Tweets loud and quiet – O’Reilly Radar
…the bulk of the service is decidedly smaller-scale–a low murmur with an occasional celebrity shouting on top of it. In comparative terms, almost nobody on Twitter is somebody: the median Twitter account has a single follower. Among the much smaller subset of accounts that have posted in the last 30 days, the median account has just 61 followers. If you’ve got a thousand followers, you’re at the 96th percentile of active Twitter users.
Via internal work email lists.
Emphasis added.
This is the best:
On the other end, just under one in every thousand Twitter accounts has a name that refers to Justin Bieber in some way; an additional one in every thousand refers to Bieber in its account description.
This is a better bit to chew on though:
For a few weeks this fall I had my computer probe the Twitterverse, gathering details on a random sampling of about 400,000 Twitter accounts. The profile that emerges suggests that Twitter is more a consumption medium than a conversational one–an only-somewhat-democratized successor to broadcast television, in which a handful of people wield enormous influence and everyone else chatters with a few friends on living-room couches.
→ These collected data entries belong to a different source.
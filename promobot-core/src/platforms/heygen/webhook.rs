// File: src/platforms/heygen/webhook.rs
//
// Inbound webhook events drive the rendering-job state machine:
// queued -> processing -> completed | failed, terminal states absorbing.
// A completed job is only marked completed after its output has been
// mirrored into owned storage and an asset row exists for it.

use std::sync::Arc;

use hmac::{Hmac, Mac};
use serde_json::Value;
use sha2::Sha256;
use tracing::{error, info, warn};

use promobot_common::models::{VideoJob, VideoJobStatus};
use promobot_common::traits::ObjectStore;
use promobot_common::{Error, Secret};

use crate::repositories::{AssetRepository, VideoJobRepository};

type HmacSha256 = Hmac<Sha256>;

/// HMAC-SHA256 over the raw request body, hex-encoded. Comparison runs in
/// constant time via the mac's own verify.
pub fn verify_webhook_signature(body: &[u8], signature: &str, secret: &str) -> bool {
    let Ok(expected) = hex::decode(signature.trim()) else {
        return false;
    };
    let Ok(mut mac) = HmacSha256::new_from_slice(secret.as_bytes()) else {
        return false;
    };
    mac.update(body);
    mac.verify_slice(&expected).is_ok()
}

/// What the webhook endpoint reports back to the provider.
#[derive(Debug, Clone)]
pub struct WebhookOutcome {
    pub job_id: String,
    pub status: VideoJobStatus,
    pub message: String,
}

pub struct WebhookReconciler {
    jobs: Arc<dyn VideoJobRepository>,
    assets: Arc<dyn AssetRepository>,
    storage: Arc<dyn ObjectStore>,
    /// Shared webhook secret. When None, unsigned events are accepted
    /// (explicit degraded mode).
    secret: Option<Secret>,
}

fn extract_job_id(payload: &Value) -> Option<String> {
    for pointer in ["/video_id", "/event_data/video_id", "/data/video_id"] {
        if let Some(id) = payload.pointer(pointer).and_then(|v| v.as_str()) {
            if !id.is_empty() {
                return Some(id.to_string());
            }
        }
    }
    None
}

fn extract_event_type(payload: &Value) -> Option<String> {
    payload
        .get("event_type")
        .or_else(|| payload.get("type"))
        .and_then(|v| v.as_str())
        .map(str::to_string)
}

fn extract_output_url(payload: &Value) -> Option<String> {
    for pointer in ["/video_url", "/url", "/result/url", "/event_data/url"] {
        if let Some(url) = payload.pointer(pointer).and_then(|v| v.as_str()) {
            if !url.is_empty() {
                return Some(url.to_string());
            }
        }
    }
    None
}

fn extract_error(payload: &Value) -> Option<String> {
    for pointer in ["/error", "/event_data/msg", "/message"] {
        if let Some(msg) = payload.pointer(pointer).and_then(|v| v.as_str()) {
            if !msg.is_empty() {
                return Some(msg.to_string());
            }
        }
    }
    None
}

fn derive_status(payload: &Value) -> VideoJobStatus {
    let explicit = payload
        .get("status")
        .and_then(|v| v.as_str())
        .filter(|s| !s.is_empty());
    if let Some(status) = explicit {
        return VideoJobStatus::from_provider(status);
    }
    extract_event_type(payload)
        .and_then(|et| VideoJobStatus::from_event_type(&et))
        .unwrap_or(VideoJobStatus::Processing)
}

impl WebhookReconciler {
    pub fn new(
        jobs: Arc<dyn VideoJobRepository>,
        assets: Arc<dyn AssetRepository>,
        storage: Arc<dyn ObjectStore>,
        secret: Option<Secret>,
    ) -> Self {
        Self {
            jobs,
            assets,
            storage,
            secret,
        }
    }

    /// Manual status probe. Reads the local record only; the provider has
    /// no status endpoint worth polling, completion arrives by webhook.
    pub async fn job_status(&self, provider_job_id: &str) -> Result<Option<VideoJob>, Error> {
        self.jobs.get_by_provider_id(provider_job_id).await
    }

    /// Process one delivery. `Err(Auth)` means bad/missing signature,
    /// `Err(Validation)` an unparseable body; everything else is resolved
    /// into a [`WebhookOutcome`] so the provider always gets an answer.
    pub async fn process(
        &self,
        body: &[u8],
        signature: Option<&str>,
    ) -> Result<WebhookOutcome, Error> {
        if let Some(secret) = &self.secret {
            let valid = signature
                .map(|sig| verify_webhook_signature(body, sig, secret.expose()))
                .unwrap_or(false);
            if !valid {
                error!("invalid or missing webhook signature");
                return Err(Error::Auth("Invalid webhook signature".into()));
            }
        } else {
            warn!("no webhook secret configured; accepting unsigned event");
        }

        let payload: Value = serde_json::from_slice(body)
            .map_err(|_| Error::Validation("Invalid JSON payload".into()))?;

        let job_id = extract_job_id(&payload)
            .ok_or_else(|| Error::Validation("No video_id in webhook payload".into()))?;
        let status = derive_status(&payload);
        info!("webhook for job {job_id}: status {status}");

        // Submission and delivery are unordered; a webhook may land before
        // the submitter recorded the job. Create the row rather than drop
        // the event.
        let existing = self.jobs.get_by_provider_id(&job_id).await?;
        let current = match existing {
            Some(job) => job,
            None => {
                info!("webhook for unknown job {job_id}; creating record");
                let job = VideoJob::queued(&job_id, None);
                self.jobs.upsert(&job).await?;
                job
            }
        };

        if current.status.is_terminal() {
            // Replayed (or conflicting) terminal event: the first result
            // stands, nothing is re-downloaded or duplicated.
            return Ok(WebhookOutcome {
                job_id,
                status: current.status,
                message: "Job already in a terminal state; event ignored".into(),
            });
        }
        if !current.status.can_transition_to(status) && current.status != status {
            return Ok(WebhookOutcome {
                job_id,
                status: current.status,
                message: format!(
                    "Ignoring {status} event for job in state {}",
                    current.status
                ),
            });
        }

        match status {
            VideoJobStatus::Completed => self.complete_job(&job_id, &payload).await,
            VideoJobStatus::Failed => {
                let detail = extract_error(&payload);
                self.jobs
                    .set_status(&job_id, VideoJobStatus::Failed, detail.as_deref())
                    .await?;
                Ok(WebhookOutcome {
                    job_id,
                    status: VideoJobStatus::Failed,
                    message: "Webhook processed".into(),
                })
            }
            other => {
                self.jobs.set_status(&job_id, other, None).await?;
                Ok(WebhookOutcome {
                    job_id,
                    status: other,
                    message: "Webhook processed".into(),
                })
            }
        }
    }

    /// Mirror the artifact, record the asset, then flip to completed.
    /// Any mirroring failure marks the job failed with the error retained
    /// rather than leaving it processing forever.
    async fn complete_job(&self, job_id: &str, payload: &Value) -> Result<WebhookOutcome, Error> {
        let Some(output_url) = extract_output_url(payload) else {
            error!("completed event for job {job_id} carried no output url");
            self.jobs
                .set_status(
                    job_id,
                    VideoJobStatus::Failed,
                    Some("completed event carried no output url"),
                )
                .await?;
            return Ok(WebhookOutcome {
                job_id: job_id.to_string(),
                status: VideoJobStatus::Failed,
                message: "Completed event had no output URL".into(),
            });
        };

        info!("mirroring artifact for job {job_id} from {output_url}");
        let stored = match self.storage.store(&output_url, "videos", "mp4").await {
            Ok(stored) => stored,
            Err(e) => {
                error!("artifact mirror failed for job {job_id}: {e}");
                self.jobs
                    .set_status(
                        job_id,
                        VideoJobStatus::Failed,
                        Some(&format!("artifact mirror failed: {e}")),
                    )
                    .await?;
                return Ok(WebhookOutcome {
                    job_id: job_id.to_string(),
                    status: VideoJobStatus::Failed,
                    message: "Artifact download/store failed".into(),
                });
            }
        };

        let asset_id = self
            .assets
            .insert_asset("video", &stored.location, stored.retrieval_url.as_deref())
            .await?;
        let asset_url = stored.retrieval_url.unwrap_or_else(|| stored.location.clone());
        self.jobs
            .complete_with_asset(job_id, asset_id, &asset_url)
            .await?;

        info!("job {job_id} completed with asset {asset_id}");
        Ok(WebhookOutcome {
            job_id: job_id.to_string(),
            status: VideoJobStatus::Completed,
            message: "Webhook processed".into(),
        })
    }
}
use async_trait::async_trait;
use chrono::Utc;
use sqlx::{Pool, Postgres, Row};

use promobot_common::Error;

#[async_trait]
pub trait AssetRepository: Send + Sync {
    /// Record a mirrored artifact; returns the new asset id.
    async fn insert_asset(
        &self,
        kind: &str,
        location: &str,
        url: Option<&str>,
    ) -> Result<i64, Error>;
}

#[derive(Clone)]
pub struct PostgresAssetRepository {
    pool: Pool<Postgres>,
}

impl PostgresAssetRepository {
    pub fn new(pool: Pool<Postgres>) -> Self {
        Self { pool }
    }
}

#[async_trait]
impl AssetRepository for PostgresAssetRepository {
    async fn insert_asset(
        &self,
        kind: &str,
        location: &str,
        url: Option<&str>,
    ) -> Result<i64, Error> {
        let row = sqlx::query(
            r#"
            INSERT INTO assets (type, location, url, created_at)
            VALUES ($1, $2, $3, $4)
            RETURNING asset_id
            "#,
        )
        .bind(kind)
        .bind(location)
        .bind(url.unwrap_or(location))
        .bind(Utc::now())
        .fetch_one(&self.pool)
        .await?;
        Ok(row.try_get("asset_id")?)
    }
}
There are undoubtedly some influential Twitter users who would not be influential without Twitter, but I suspect that most people who have, say, 3,000 followers (the top one percent) were prominent commentators, industry experts, or gregarious accumulators of friends to begin with.
Active Twitter accounts follow a median 117 users, and the vast majority of them–76%–follow more people than follow them. Which brings to mind both discussions about the mathematics of pairing and studies that suggest reciprocated friendship is both rare and valuable.